Shortly thereafter, he continued:
“But as I said it is up to you to decide if you should use it, and as I said in that case you have to decide if the evidence in each case is credible and reliable and if the necessary link in time, character and circumstances has been established and if the rule should be applied.”
Submissions for the appellant
[8] There were two strands to the argument in the appeal against conviction. First, it was contended that the sheriff had misdirected the jury in relation to mutual corroboration. In directing them that there was a legal sufficiency, the sheriff had failed to leave it to the jury to decide whether mutual corroboration should apply (Sinclair v HM Advocate 1990 SCCR 412 and McPhee v HM Advocate 2009 JC 308 at para [40]).
[9] There was an additional point made about whether the sheriff had in fact decided that there was insufficient corroboration on the second group of charges. However, that was not a ground of appeal and the court does not have the sheriff’s view on this particular challenge. It does not consider it appropriate, therefore, to consider that matter.

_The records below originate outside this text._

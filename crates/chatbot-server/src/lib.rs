pub mod config;
pub mod database;
pub mod handlers;
pub mod models;
pub mod router;
pub mod services;
pub mod state;
pub mod utils;
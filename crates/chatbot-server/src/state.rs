use std::sync::Arc;
use axum::extract::FromRef;

use crate::services::SessionHandler;

/// Application state shared across handlers
#[derive(Clone)]
pub struct AppState {
    pub session_handler: Arc<SessionHandler>,
}

impl FromRef<AppState> for Arc<SessionHandler> {
    fn from_ref(state: &AppState) -> Self {
        state.session_handler.clone()
    }
}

[10] The second strand to the argument was that the sheriff’s use of the word “rule” on twelve occasions, when describing mutual corroboration, amounted to a misdirection because of the definite character of that particular description.
Decision
[11] It was the function of the jury, properly directed, to assess the evidence and to decide whether or not the appellant’s employment of the four men was so closely linked in time, character and circumstances as to demonstrate a course of criminal conduct and the appropriate unity of purpose to make it appropriate to apply mutual corroboration. The proper course for the sheriff or judge is to direct the jury, first, on whether it is open to them on the evidence to find that there is such an interrelationship and, secondly, that it is for them to decide whether the necessary link has been established on the evidence.
[12] Reading the charge as a whole, it is apparent that the overall tenor of the sheriff’s directions was to the effect that it was open to the jury to apply mutual corroboration, but that it was for them to decide whether the necessary link had been established. The decision on whether to apply the doctrine was left as one firmly for the jury. In this respect, the case is readily distinguishable from Sinclair v HM Advocate 1990 SCCR 412, in which the sheriff had simply told the jury that there was a link in time, character and circumstances.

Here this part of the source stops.